Reviewed by Robert E. Blobaum (West Virginia University) Published on H-Poland (January, 2023) Commissioned by Anna Muller (University of Michigan - Dearborn)
Printable Version: https://www.h-net.org/reviews/showpdf.php?id=57906
The Cold War narrative of communist regimes cut whole from Soviet cloth in postwar Eastern Europe has been hard to dislodge from the popular imagination, despite decades of scholarly research since 1989. Molly Pucci’s comparative study of secret police forces in Poland, Czechoslovakia, and East Germany takes new aim at this narrative through the lens of state-building projects and their failures. Deeply researched and carefully nuanced, Security Empire sheds considerable new light on the transfer of Soviet institutions to Eastern Europe, which Pucci understands “as a process of imperfect translation rather than reproduction or transplantation” (p. 5).
Of course, there are similarities. In each country, the security forces and particularly their departments of political intelligence, economic intelligence, interrogation, and counterintelligence played a key role in the takeover and consolidation of communist power. In the process, the chaotic situation in which these forces came into existence at war’s end gave way to centrally planned institutions by the conclusion of the Stalinist era.
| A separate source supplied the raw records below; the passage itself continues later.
//! Session event bus
//!
//! Normalizes raw session messages into [`GameEvent`]s, dropping duplicates,
//! retransmissions and malformed input before anything reaches the controller.
//!
//! # Ordering
//!
//! Within an epoch the bus only emits events whose `sequence_id` is strictly
//! greater than the last one it emitted, so downstream consumers observe a
//! strictly increasing sequence. An epoch change (a `Connected` with a higher
//! epoch) is a hard reset: the high-water mark drops back to 0.
//!
//! `ingest` does no I/O and never blocks; it is safe to call from the network
//! client's delivery context.

use mwmc_common::events::{normalize_item_name, EventKind, EventPayload};
use mwmc_common::{Error, GameEvent, RawSessionMessage, Result};
use serde_json::Value;
use tracing::{debug, trace, warn};

/// Drop/accept counters
#[derive(Debug, Default, Clone, Copy, PartialEq, Eq)]
pub struct BusStats {
    pub accepted: u64,
    /// Retransmitted or out-of-order within the open epoch
    pub duplicates: u64,
    /// From an epoch other than the open one
    pub stale: u64,
    pub malformed: u64,
}

enum Verdict {
    Accept(GameEvent),
    Duplicate,
    Stale,
}

/// Per-epoch sequence filter and normalizer
#[derive(Debug, Default)]
pub struct SessionEventBus {
    /// Currently open epoch (`None` before the first Connected)
    epoch: Option<u64>,
    last_sequence_id: u64,
    /// Disconnected already emitted for the open epoch
    disconnected: bool,
    stats: BusStats,
}

impl SessionEventBus {
    pub fn new() -> Self {
        Self::default()
    }

    /// Normalize a raw message
    ///
    /// Returns `None` for duplicates (sequence_id ≤ last seen in the epoch),
    /// stale epochs and malformed messages.
    pub fn ingest(&mut self, raw: RawSessionMessage) -> Option<GameEvent> {
        match self.classify(&raw) {
            Ok(Verdict::Accept(event)) => {
                self.stats.accepted += 1;
                trace!("Accepted {}", event);
                Some(event)
            }
            Ok(Verdict::Duplicate) => {
                self.stats.duplicates += 1;
                debug!(
                    "Dropping duplicate {} seq={:?} epoch={} (last seen {})",
                    raw.kind, raw.sequence_id, raw.epoch, self.last_sequence_id
                );
                None
            }
            Ok(Verdict::Stale) => {
                self.stats.stale += 1;
                debug!(
                    "Dropping {} from epoch {} (open epoch {:?})",
                    raw.kind, raw.epoch, self.epoch
                );
                None
            }
            Err(e) => {
                self.stats.malformed += 1;
                warn!("Dropping malformed session message: {}", e);
                None
            }
        }
    }

    /// Parse one JSON-encoded raw message and ingest it
    pub fn ingest_json(&mut self, line: &str) -> Option<GameEvent> {
        match serde_json::from_str::<RawSessionMessage>(line) {
            Ok(raw) => self.ingest(raw),
            Err(e) => {
                self.stats.malformed += 1;
                warn!("Dropping unparseable session message: {}", e);
                None
            }
        }
    }

    pub fn current_epoch(&self) -> Option<u64> {
        self.epoch
    }

    pub fn last_sequence_id(&self) -> u64 {
        self.last_sequence_id
    }

    pub fn stats(&self) -> BusStats {
        self.stats
    }

    fn classify(&mut self, raw: &RawSessionMessage) -> Result<Verdict> {
        let kind: EventKind = raw.kind.parse()?;

        match kind {
            EventKind::Connected => Ok(self.open_epoch(raw.epoch)?),
            EventKind::Disconnected => Ok(self.close_epoch(raw.epoch)),
            _ => {
                let Some(open) = self.epoch.filter(|open| *open == raw.epoch) else {
                    return Ok(Verdict::Stale);
                };

                let sequence_id = match raw.sequence_id {
                    Some(seq) if seq > 0 => seq as u64,
                    other => {
                        return Err(Error::Protocol(format!(
                            "{} without a positive sequence_id ({:?})",
                            kind, other
                        )))
                    }
                };
                if sequence_id <= self.last_sequence_id {
                    return Ok(Verdict::Duplicate);
                }

                let payload = payload_from_raw(kind, &raw.payload)?;
                self.last_sequence_id = sequence_id;
                Ok(Verdict::Accept(GameEvent::new(open, sequence_id, payload)))
            }
        }
    }

    fn open_epoch(&mut self, epoch: u64) -> Result<Verdict> {
        if epoch == 0 {
            return Err(Error::Protocol("connected with epoch 0".to_string()));
        }
        match self.epoch {
            Some(open) if epoch < open => Ok(Verdict::Stale),
            Some(open) if epoch == open => Ok(Verdict::Duplicate),
            _ => {
                debug!(
                    "Opening epoch {} (previous {:?}, last seq {})",
                    epoch, self.epoch, self.last_sequence_id
                );
                self.epoch = Some(epoch);
                self.last_sequence_id = 0;
                self.disconnected = false;
                Ok(Verdict::Accept(GameEvent::connected(epoch)))
            }
        }
    }

    fn close_epoch(&mut self, epoch: u64) -> Verdict {
        match self.epoch {
            Some(open) if open == epoch && !self.disconnected => {
                self.disconnected = true;
                Verdict::Accept(GameEvent::disconnected(open, self.last_sequence_id))
            }
            Some(open) if open == epoch => Verdict::Duplicate,
            _ => Verdict::Stale,
        }
    }
}

/// Build the kind-specific payload
///
/// A bare JSON string is accepted as the subject for kinds that have one.
fn payload_from_raw(kind: EventKind, value: &Value) -> Result<EventPayload> {
    let payload = match kind {
        EventKind::ItemReceived => EventPayload::ItemReceived {
            item: normalize_item_name(&required_str(kind, value, "item")?),
            location: optional_str(value, "location"),
            player: optional_str(value, "player"),
        },
        EventKind::LocationChecked => EventPayload::LocationChecked {
            location: required_str(kind, value, "location")?,
        },
        EventKind::RegionEntered => EventPayload::RegionEntered {
            region: required_str(kind, value, "region")?,
        },
        EventKind::BossDefeated => EventPayload::BossDefeated {
            boss: required_str(kind, value, "boss")?,
        },
        EventKind::Goaled => EventPayload::Goaled,
        EventKind::Died => EventPayload::Died {
            cause: match value {
                Value::String(s) if !s.trim().is_empty() => Some(s.trim().to_string()),
                _ => optional_str(value, "cause"),
            },
        },
        EventKind::Connected => EventPayload::Connected,
        EventKind::Disconnected => EventPayload::Disconnected,
    };
    Ok(payload)
}

fn required_str(kind: EventKind, value: &Value, key: &str) -> Result<String> {
    let found = match value {
        Value::String(s) => Some(s.as_str()),
        Value::Object(map) => map.get(key).and_then(Value::as_str),
        _ => None,
    };
    match found.map(str::trim) {
        Some(s) if !s.is_empty() => Ok(s.to_string()),
        _ => Err(Error::Protocol(format!(
            "{} payload is missing '{}'",
            kind, key
        ))),
    }
}

fn optional_str(value: &Value, key: &str) -> Option<String> {
    value
        .get(key)
        .and_then(Value::as_str)
        .map(str::trim)
        .filter(|s| !s.is_empty())
        .map(str::to_string)
}

#[cfg(test)]
mod tests {
    use super::*;
    use serde_json::json;

    fn region(seq: i64, name: &str, epoch: u64) -> RawSessionMessage {
        RawSessionMessage::new("region_entered", json!({ "region": name }), seq).with_epoch(epoch)
    }

    fn item(seq: i64, name: &str, epoch: u64) -> RawSessionMessage {
        RawSessionMessage::new("ItemReceived", json!({ "item": name }), seq).with_epoch(epoch)
    }

    #[test]
    fn test_increasing_sequence_emitted_once_in_order() {
        let mut bus = SessionEventBus::new();
        assert!(bus.ingest(RawSessionMessage::connected(1)).is_some());

        let emitted: Vec<u64> = (1..=20)
            .filter_map(|seq| bus.ingest(item(seq, "Sword", 1)))
            .map(|e| e.sequence_id)
            .collect();

        assert_eq!(emitted, (1..=20).collect::<Vec<u64>>());
        assert_eq!(bus.stats().accepted, 21);
        assert_eq!(bus.stats().duplicates, 0);
    }

    #[test]
    fn test_shuffled_arrival_never_regresses() {
        let mut bus = SessionEventBus::new();
        bus.ingest(RawSessionMessage::connected(1));

        let arrival = [3, 1, 2, 7, 5, 7, 8, 6, 10, 9, 3, 11];
        let emitted: Vec<u64> = arrival
            .iter()
            .filter_map(|seq| bus.ingest(item(*seq, "Key", 1)))
            .map(|e| e.sequence_id)
            .collect();

        assert_eq!(emitted, vec![3, 7, 8, 10, 11]);
        assert!(emitted.windows(2).all(|w| w[0] < w[1]));
        assert_eq!(bus.stats().duplicates, 7);
    }

    #[test]
    fn test_out_of_order_duplicate_dropped() {
        let mut bus = SessionEventBus::new();
        bus.ingest(RawSessionMessage::connected(1));

        assert!(bus.ingest(item(5, "Bow", 1)).is_some());
        assert!(bus.ingest(item(3, "Arrow", 1)).is_none());
        assert!(bus.ingest(item(5, "Bow", 1)).is_none());
        assert_eq!(bus.last_sequence_id(), 5);
    }

    #[test]
    fn test_new_epoch_resets_sequence() {
        let mut bus = SessionEventBus::new();
        bus.ingest(RawSessionMessage::connected(1));
        bus.ingest(region(40, "Forest", 1));

        let connected = bus.ingest(RawSessionMessage::connected(2)).unwrap();
        assert_eq!(connected.kind(), EventKind::Connected);
        assert_eq!(connected.session_epoch, 2);
        assert_eq!(bus.last_sequence_id(), 0);

        let event = bus.ingest(region(1, "Cave", 2)).unwrap();
        assert_eq!(event.sequence_id, 1);
        assert_eq!(event.session_epoch, 2);
    }

    #[test]
    fn test_stale_epoch_dropped() {
        let mut bus = SessionEventBus::new();
        bus.ingest(RawSessionMessage::connected(1));
        bus.ingest(RawSessionMessage::connected(2));

        assert!(bus.ingest(region(99, "Forest", 1)).is_none());
        assert!(bus.ingest(RawSessionMessage::connected(1)).is_none());
        assert!(bus.ingest(region(1, "Forest", 3)).is_none());
        assert_eq!(bus.stats().stale, 3);
    }

    #[test]
    fn test_events_before_first_connect_dropped() {
        let mut bus = SessionEventBus::new();
        assert!(bus.ingest(region(1, "Forest", 0)).is_none());
        assert_eq!(bus.current_epoch(), None);
    }

    #[test]
    fn test_repeated_connected_is_duplicate() {
        let mut bus = SessionEventBus::new();
        assert!(bus.ingest(RawSessionMessage::connected(1)).is_some());
        assert!(bus.ingest(RawSessionMessage::connected(1)).is_none());
        assert_eq!(bus.stats().duplicates, 1);
    }

    #[test]
    fn test_disconnected_once_per_epoch_and_events_after_it_accepted() {
        let mut bus = SessionEventBus::new();
        bus.ingest(RawSessionMessage::connected(1));
        bus.ingest(region(4, "Forest", 1));

        let disconnected = bus.ingest(RawSessionMessage::disconnected(1)).unwrap();
        assert_eq!(disconnected.kind(), EventKind::Disconnected);
        assert_eq!(disconnected.sequence_id, 4);
        assert!(bus.ingest(RawSessionMessage::disconnected(1)).is_none());

        let late = bus.ingest(region(5, "Cave", 1)).unwrap();
        assert_eq!(late.subject(), Some("Cave"));
    }

    #[test]
    fn test_malformed_messages_dropped() {
        let mut bus = SessionEventBus::new();
        bus.ingest(RawSessionMessage::connected(1));

        assert!(bus
            .ingest(RawSessionMessage::new("teleported", json!({}), 1).with_epoch(1))
            .is_none());
        assert!(bus
            .ingest(RawSessionMessage::new("region_entered", json!({}), 2).with_epoch(1))
            .is_none());
        assert!(bus
            .ingest(RawSessionMessage::new("goaled", Value::Null, 0).with_epoch(1))
            .is_none());
        assert!(bus.ingest(RawSessionMessage::connected(0)).is_none());
        assert_eq!(bus.stats().malformed, 4);

        // A malformed payload does not consume its sequence id
        assert!(bus.ingest(region(2, "Forest", 1)).is_some());
    }

    #[test]
    fn test_album_item_normalized() {
        let mut bus = SessionEventBus::new();
        bus.ingest(RawSessionMessage::connected(1));

        let event = bus.ingest(item(1, "Folklore (Album)", 1)).unwrap();
        assert_eq!(event.subject(), Some("Folklore"));
    }

    #[test]
    fn test_bare_string_payload_is_subject() {
        let mut bus = SessionEventBus::new();
        bus.ingest(RawSessionMessage::connected(1));

        let event = bus
            .ingest(RawSessionMessage::new("boss_defeated", json!("Dragon"), 1).with_epoch(1))
            .unwrap();
        assert_eq!(event.payload, EventPayload::BossDefeated { boss: "Dragon".to_string() });
    }

    #[test]
    fn test_item_payload_optional_fields() {
        let mut bus = SessionEventBus::new();
        bus.ingest(RawSessionMessage::connected(1));

        let raw = RawSessionMessage::new(
            "item_received",
            json!({ "item": "Lute", "location": "Shop", "player": "Ana" }),
            1,
        )
        .with_epoch(1);
        let event = bus.ingest(raw).unwrap();
        assert_eq!(
            event.payload,
            EventPayload::ItemReceived {
                item: "Lute".to_string(),
                location: Some("Shop".to_string()),
                player: Some("Ana".to_string()),
            }
        );
    }

    #[test]
    fn test_ingest_json_lines() {
        let mut bus = SessionEventBus::new();
        assert!(bus.ingest_json(r#"{"kind":"connected","epoch":1}"#).is_some());
        let event = bus
            .ingest_json(r#"{"kind":"died","payload":{"cause":"lava"},"sequence_id":1,"epoch":1}"#)
            .unwrap();
        assert_eq!(event.subject(), Some("lava"));
        assert!(bus.ingest_json("not json").is_none());
        assert_eq!(bus.stats().malformed, 1);
    }
}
They were assisted and at times directed by Soviet advisors and “friends,” although the degree, timing, and duration of Soviet influence varied from country to country. By organizing her book into two chronological parts, the immediate postwar “revolutionary” period of 1945-48 and the “Stalinist” period of 1949-54, with the trial of László Rajk in Hungary a principal demarcation point, Pucci is able to focus on the generational divisions and conflicts between officers corps founded by “veterans” of the Comintern era, and a rank and file recruited from the lower classes, trained in new secret police schools, and radicalized by their participation in campaigns of violence. In all three cases, relations of the secret police formations with each country’s respective Communist Party were problematic and even contested. Each security force experienced dynamics of expansion, purging, and social change as the targets of violence shifted from communism’s political enemies to internal ones, and to alleged kulaks, economic saboteurs, church figures, and citizens with Western contacts.
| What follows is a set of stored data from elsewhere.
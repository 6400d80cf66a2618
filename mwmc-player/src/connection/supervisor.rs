//! Connection supervisor
//!
//! Owns the retry loop around a [`SessionConnector`] and turns connectivity
//! changes into ordinary session messages.
//!
//! **Loop:**
//! ```text
//! Connecting ──ok──► epoch += 1, emit Connected{epoch}
//!     ▲                  │ forward messages (stamped with epoch)
//!     │                  ▼
//!  backoff ◄── emit Disconnected{epoch} ◄── stream ends / errors
//! ```
//!
//! The retry counter resets once a session has stayed up for `stable_after`.
//! Failures are never fatal; the loop ends only when cancelled.

use std::sync::Arc;
use std::time::Duration;

use futures::StreamExt;
use mwmc_common::events::{ConnectionState, ConnectionStatus};
use mwmc_common::RawSessionMessage;
use tokio::sync::{mpsc, watch};
use tokio::task::JoinHandle;
use tokio::time::Instant;
use tokio_util::sync::CancellationToken;
use tracing::{debug, info, warn};

use super::backoff::BackoffPolicy;
use super::connector::{SessionConnector, SessionStream};

/// How a session ended
#[derive(Debug, Clone, Copy, PartialEq, Eq)]
enum SessionEnd {
    /// Stream ended or errored; reconnect
    Dropped,
    /// Cancelled or nobody is listening any more
    Stopped,
}

pub struct ConnectionSupervisor {
    connector: Arc<dyn SessionConnector>,
    backoff: BackoffPolicy,
    stable_after: Duration,
    raw_tx: mpsc::UnboundedSender<RawSessionMessage>,
    state_tx: watch::Sender<ConnectionState>,
    shutdown: CancellationToken,

    epoch: u64,
    retry_count: u32,
}

impl ConnectionSupervisor {
    pub fn new(
        connector: Arc<dyn SessionConnector>,
        backoff: BackoffPolicy,
        stable_after: Duration,
        raw_tx: mpsc::UnboundedSender<RawSessionMessage>,
        shutdown: CancellationToken,
    ) -> Self {
        let (state_tx, _) = watch::channel(ConnectionState::new());
        Self {
            connector,
            backoff,
            stable_after,
            raw_tx,
            state_tx,
            shutdown,
            epoch: 0,
            retry_count: 0,
        }
    }

    /// Subscribe to connection state snapshots
    pub fn subscribe(&self) -> watch::Receiver<ConnectionState> {
        self.state_tx.subscribe()
    }

    pub fn spawn(self) -> JoinHandle<()> {
        tokio::spawn(self.run())
    }

    pub async fn run(mut self) {
        info!("Connection supervisor started");

        loop {
            self.publish(ConnectionStatus::Connecting);
            let attempt = tokio::select! {
                _ = self.shutdown.cancelled() => break,
                attempt = self.connector.connect() => attempt,
            };

            match attempt {
                Ok(stream) => {
                    if self.run_session(stream).await == SessionEnd::Stopped {
                        break;
                    }
                }
                Err(e) => warn!("Connection attempt {} failed: {}", self.retry_count + 1, e),
            }

            let delay = self.backoff.next(self.retry_count);
            self.retry_count = self.retry_count.saturating_add(1);
            self.publish(ConnectionStatus::Disconnected);
            info!(
                "Reconnecting in {:?} (attempt {})",
                delay, self.retry_count
            );

            tokio::select! {
                _ = self.shutdown.cancelled() => break,
                _ = tokio::time::sleep(delay) => {}
            }
        }

        self.publish(ConnectionStatus::Disconnected);
        info!("Connection supervisor stopped");
    }

    /// Drive one open session until it drops
    async fn run_session(&mut self, mut stream: SessionStream) -> SessionEnd {
        self.epoch += 1;
        let epoch = self.epoch;
        let reconnect = epoch > 1;
        let started = Instant::now();

        info!("Session epoch {} connected", epoch);
        self.publish(if reconnect {
            ConnectionStatus::Resyncing
        } else {
            ConnectionStatus::Connected
        });
        if !self.forward(RawSessionMessage::connected(epoch)) {
            return SessionEnd::Stopped;
        }

        let mut awaiting_first = reconnect;
        let end = loop {
            let next = tokio::select! {
                biased;
                _ = self.shutdown.cancelled() => break SessionEnd::Stopped,
                next = stream.next() => next,
            };

            match next {
                Some(Ok(raw)) => {
                    if awaiting_first {
                        awaiting_first = false;
                        self.publish(ConnectionStatus::Connected);
                    }
                    if !self.forward(raw.with_epoch(epoch)) {
                        break SessionEnd::Stopped;
                    }
                }
                Some(Err(e)) => {
                    warn!("Session epoch {} lost: {}", epoch, e);
                    break SessionEnd::Dropped;
                }
                None => {
                    info!("Session epoch {} closed by server", epoch);
                    break SessionEnd::Dropped;
                }
            }
        };

        let _ = self.raw_tx.send(RawSessionMessage::disconnected(epoch));

        if started.elapsed() >= self.stable_after {
            debug!(
                "Session epoch {} was stable for {:?}; resetting backoff",
                epoch,
                started.elapsed()
            );
            self.retry_count = 0;
        }
        end
    }

    fn forward(&self, raw: RawSessionMessage) -> bool {
        if self.raw_tx.send(raw).is_err() {
            debug!("Session message receiver closed");
            return false;
        }
        true
    }

    fn publish(&self, status: ConnectionStatus) {
        let epoch = self.epoch;
        let retry_count = self.retry_count;
        self.state_tx.send_modify(|state| {
            state.transition(status);
            state.epoch = epoch;
            state.retry_count = retry_count;
        });
    }
}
As the message of a highly centralized “order” more directly inspired by the Soviet model took hold by 1954, important state-building processes had been initiated, signaling an end to the “communist revolutions in Eastern Europe, with all of their chaos, repression, and confusion” (p. 156). But how strong were these institutions, particularly those charged with state security? In Poland, the Ministry of Public Security (MPB), the only secret police force created as an institution from the beginning, was forged in conditions of civil war, border changes, and a yawning political vacuum. In this atmosphere, MPB ranks were recruited from various armed formations with which they had trained, shared barracks, and fought. Characterized by its engagement in military-style operations and brutal displays of power in its early years, the MPB was hardly a disciplined institution closely controlled by the communist-dominated government, “but one of anarchy and conflict in which boundaries between friends and enemies were unclear and violence became a way a life” (p. 31). Its officials often acted on their own authority, looted private property, engaged in random acts of violence, and were brazen in their insubordination to local state authorities. During this period Soviet agents worked side by side with their Polish counterparts in investigating cases brought before military courts, even if there was little trust between them.
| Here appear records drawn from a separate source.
//! Session sources
//!
//! A [`SessionConnector`] opens one session per call. The supervisor owns the
//! retry loop; connectors only report whether an attempt worked.

use std::collections::VecDeque;
use std::path::Path;
use std::sync::Mutex;
use std::time::Duration;

use async_trait::async_trait;
use futures::stream::{self, BoxStream, StreamExt};
use mwmc_common::{EventKind, Error, RawSessionMessage, Result};
use tracing::{debug, info};

use crate::error::ConnectError;

/// Messages of one open session; ends (or errors) when the session drops
pub type SessionStream = BoxStream<'static, std::result::Result<RawSessionMessage, ConnectError>>;

/// Opens sessions with the game server
#[async_trait]
pub trait SessionConnector: Send + Sync {
    async fn connect(&self) -> std::result::Result<SessionStream, ConnectError>;
}

/// Replays a recorded JSON-lines session
///
/// Each non-empty line is one [`RawSessionMessage`]; lines starting with `#`
/// are comments. A `disconnected` line ends the current session, and the next
/// `connect` continues with the lines after it. The last session stays open
/// after its final message so the music keeps playing.
pub struct ReplayConnector {
    sessions: Mutex<VecDeque<Vec<RawSessionMessage>>>,
    pace: Duration,
}

impl ReplayConnector {
    /// Parse a replay file
    ///
    /// # Errors
    ///
    /// [`Error::Config`] when the file cannot be read or a line is not a
    /// valid raw message.
    pub fn load(path: &Path) -> Result<Self> {
        let text = std::fs::read_to_string(path)
            .map_err(|e| Error::Config(format!("Failed to read replay {:?}: {}", path, e)))?;
        let connector = Self::from_json_lines(&text)?;
        info!(
            "Loaded replay {:?} with {} session(s)",
            path,
            connector.remaining_sessions()
        );
        Ok(connector)
    }

    pub fn from_json_lines(text: &str) -> Result<Self> {
        let mut sessions = VecDeque::new();
        let mut current = Vec::new();

        for (index, line) in text.lines().enumerate() {
            let line = line.trim();
            if line.is_empty() || line.starts_with('#') {
                continue;
            }
            let raw: RawSessionMessage = serde_json::from_str(line)
                .map_err(|e| Error::Config(format!("replay line {}: {}", index + 1, e)))?;

            if raw.kind.parse::<EventKind>().ok() == Some(EventKind::Disconnected) {
                sessions.push_back(std::mem::take(&mut current));
            } else {
                current.push(raw);
            }
        }
        sessions.push_back(current);

        Ok(Self {
            sessions: Mutex::new(sessions),
            pace: Duration::ZERO,
        })
    }

    /// Wait `pace` before delivering each message
    pub fn with_pace(mut self, pace: Duration) -> Self {
        self.pace = pace;
        self
    }

    pub fn remaining_sessions(&self) -> usize {
        self.sessions.lock().map(|s| s.len()).unwrap_or(0)
    }
}

#[async_trait]
impl SessionConnector for ReplayConnector {
    async fn connect(&self) -> std::result::Result<SessionStream, ConnectError> {
        let (messages, last) = {
            let mut sessions = self
                .sessions
                .lock()
                .map_err(|_| ConnectError::Transport("replay state poisoned".to_string()))?;
            let messages = sessions
                .pop_front()
                .ok_or_else(|| ConnectError::Refused("replay exhausted".to_string()))?;
            (messages, sessions.is_empty())
        };
        debug!("Replaying session of {} messages", messages.len());

        let pace = self.pace;
        let replay = stream::iter(messages).then(move |raw| async move {
            if !pace.is_zero() {
                tokio::time::sleep(pace).await;
            }
            Ok::<_, ConnectError>(raw)
        });

        if last {
            Ok(replay.chain(stream::pending()).boxed())
        } else {
            Ok(replay.boxed())
        }
    }
}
Once the communists secured political power by 1947, the main task of the Polish Workers’ Party (PPR) and its successor, the Polish United Workers’ Party (PZPR), was to bring its nominally controlled security forces to heel, enforce compliance to its orders, and curb their arbitrariness and corruption. This was not easily accomplished but through the party’s infiltration of police offices, the purging of their lower ranks, professionalized training, internal disciplinary campaigns, and the assistance of Soviet advisors, the MPB was demilitarized and transformed into a bureaucratic service focused on covert operations and surveillance. Violence did not end but became centrally directed and refocused on new targets in the larger society, economy, and within the party itself. Following the arrest of arrest of former party leader Władysław Gomułka in August 1951, followed by that of his closest associates, the charge of rooting out internal enemies among party and state dignitaries was entrusted to Department X. Created in December 1951, its activities created an atmosphere of fear in the security apparatus as well. In the process, according to Pucci, “by 1953, Poland had the most far-reaching police state of the three countries … in terms of its reach, as well as its method and number of agents and informers” (p. 196). Yet the defection to the West of the high-ranking MPB and Department X agent Józef Światło in December 1953, likely fearing for his own skin, demonstrated this police state’s weaknesses. A year after Światło’s defection and revelations, the MPB was dissolved. Gomułka soon would be on his way to rehabilitation and the restoration of his party leadership, and Światło’s principal accomplices within the MPB would themselves go on trial.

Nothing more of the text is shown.